Incidence of herb-induced aconitine poisoning in Hong Kong: impact of publicity measures to promote awareness among the herbalists and the public.

Author information

  • Division of Clinical Pharmacology, Department of Medicine and Therapeutics, The Chinese University of Hong Kong, Prince of Wales Hospital, Shatin, New Territories, Hong Kong, China. tykchan@cuhk.edu.hk

Abstract

BACKGROUND:

In Hong Kong 'chuanwu' (the main root of Aconitum carmichaeli) and 'caowu' (the root of Aconitum kusnezoffii) are used by herbalists to treat patients with various musculoskeletal disorders. These aconite roots contain aconitine, mesaconitine and hypaconitine, which are neurotoxins and cardiotoxins. During 1989 to 1991, 31 patients were treated in public hospitals because of poisoning by aconite roots and there were two deaths from ventricular arrhythmias. In late 1991, healthcare officials together with cardiologists held a press conference to warn the public, healthcare professionals and herbalists of the potential toxicity of aconite roots. The risk of ventricular arrhythmias and the need for urgent medical attention were highlighted. An information leaflet was also sent to hospital doctors. Since 1992, the topic was covered periodically in the local newspapers, medical journals and continuing medical education programmes.

OBJECTIVE:

The objective of this study was to assess the impact of these publicity measures on the incidence of herb-induced aconitine poisoning in the New Territories East, based on the number of admissions to the Prince of Wales Hospital.

METHODS:

During 1989 to 1993 and 1996 to 1998, all patients admitted to our medical wards because of herb-induced aconitine poisoning were identified by on-going surveillance of medical patients, searching our computerised medical record system and reviewing reports received by the 24-hour Drug and Poisons Information Bureau.

RESULTS:

The number of hospitalisations due to aconitine poisoning markedly decreased from four to six per year in 1989 to 1991 to one to two per year in 1992 to 1993. The annual incidence of aconitine poisoning showed a marked decrease from 0.49 to 0.69 [overall 0.60, 95% confidence intervals (CI) 0.34 to 0.99] to 0.10 to 0.22 (overall 0.16, 95% CI 0.03 to 0.46) per 100,000 population (p = 0.024).
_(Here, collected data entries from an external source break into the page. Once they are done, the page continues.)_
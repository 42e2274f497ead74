//! Duration value object

use std::fmt;
use std::str::FromStr;
use std::time::Duration as StdDuration;

use crate::domain::error::DurationParseError;

/// Default trailing silence that ends an utterance (2 seconds)
pub const DEFAULT_SILENCE_MS: u64 = 2_000;

/// Default amount of speech required before an utterance may end (1 second)
pub const DEFAULT_MIN_SPEECH_MS: u64 = 1_000;

/// Default minimum session age before auto-stop may fire (2 seconds)
pub const DEFAULT_PATIENCE_MS: u64 = 2_000;

/// Default hard cap on a single capture (30 seconds)
pub const DEFAULT_MAX_DURATION_MS: u64 = 30_000;

/// Value object representing a time duration.
/// Immutable and validated on creation.
#[derive(Debug, Clone, Copy, PartialEq, Eq, PartialOrd, Ord, Hash)]
pub struct Duration {
    milliseconds: u64,
}

impl Duration {
    /// Create a Duration from milliseconds
    pub const fn from_millis(ms: u64) -> Self {
        Self { milliseconds: ms }
    }

    /// Create a Duration from seconds
    pub const fn from_secs(secs: u64) -> Self {
        Self {
            milliseconds: secs * 1000,
        }
    }

    pub const fn default_silence() -> Self {
        Self::from_millis(DEFAULT_SILENCE_MS)
    }

    pub const fn default_min_speech() -> Self {
        Self::from_millis(DEFAULT_MIN_SPEECH_MS)
    }

    pub const fn default_patience() -> Self {
        Self::from_millis(DEFAULT_PATIENCE_MS)
    }

    pub const fn default_max_duration() -> Self {
        Self::from_millis(DEFAULT_MAX_DURATION_MS)
    }

    /// Get duration in whole seconds
    pub const fn as_secs(&self) -> u64 {
        self.milliseconds / 1000
    }

    /// Get duration in milliseconds
    pub const fn as_millis(&self) -> u64 {
        self.milliseconds
    }

    /// Convert to std::time::Duration
    pub const fn as_std(&self) -> StdDuration {
        StdDuration::from_millis(self.milliseconds)
    }
}

impl From<StdDuration> for Duration {
    fn from(d: StdDuration) -> Self {
        Self::from_millis(d.as_millis().min(u64::MAX as u128) as u64)
    }
}

impl From<Duration> for StdDuration {
    fn from(d: Duration) -> Self {
        d.as_std()
    }
}

impl FromStr for Duration {
    type Err = DurationParseError;

    /// Parse a duration string into a Duration value object.
    /// Supported formats: "1500ms", "30s", "1m", "2m30s", "1m500ms"
    fn from_str(s: &str) -> Result<Self, Self::Err> {
        let input = s.trim().to_lowercase();
        let err = || DurationParseError {
            input: s.to_string(),
        };

        let mut total_ms: u64 = 0;
        let mut current_num = String::new();
        let mut found_any = false;
        let mut chars = input.chars().peekable();

        while let Some(ch) = chars.next() {
            if ch.is_ascii_digit() {
                current_num.push(ch);
                continue;
            }
            if current_num.is_empty() {
                return Err(err());
            }
            let value: u64 = current_num.parse().map_err(|_| err())?;
            let unit_ms = match ch {
                'm' if chars.peek() == Some(&'s') => {
                    chars.next();
                    1
                }
                'm' => 60_000,
                's' => 1_000,
                _ => return Err(err()),
            };
            total_ms = value
                .checked_mul(unit_ms)
                .and_then(|v| total_ms.checked_add(v))
                .ok_or_else(err)?;
            current_num.clear();
            found_any = true;
        }

        // Leftover digits without a unit are invalid
        if !current_num.is_empty() || !found_any || total_ms == 0 {
            return Err(err());
        }

        Ok(Self {
            milliseconds: total_ms,
        })
    }
}

impl fmt::Display for Duration {
    fn fmt(&self, f: &mut fmt::Formatter<'_>) -> fmt::Result {
        let millis = self.milliseconds % 1000;
        if millis != 0 {
            return write!(f, "{}ms", self.milliseconds);
        }

        let total_secs = self.as_secs();
        let minutes = total_secs / 60;
        let seconds = total_secs % 60;

        if minutes == 0 {
            write!(f, "{}s", seconds)
        } else if seconds == 0 {
            write!(f, "{}m", minutes)
        } else {
            write!(f, "{}m{}s", minutes, seconds)
        }
    }
}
During 1996 to 1998, herb-induced aconitine poisoning remained uncommon, with zero to two hospital admissions per year or an annual incidence of zero to 0.33 (overall 0.17, 95% CI 0.05 to 0.43) per 100,000 population (p = 0.016).

DISCUSSION:

It is possible that the herbalists could have used smaller doses of 'chuanwu' and 'caowu' than before. Patients could be more compliant with the instructions on how to prepare the herbal decoction at home. However, our experience suggested that publicity measures to promote awareness, among the herbalists and the public, may reduce the incidence of poisoning due to toxic herbs such as aconite roots.

PMID:
12222992
[PubMed - indexed for MEDLINE]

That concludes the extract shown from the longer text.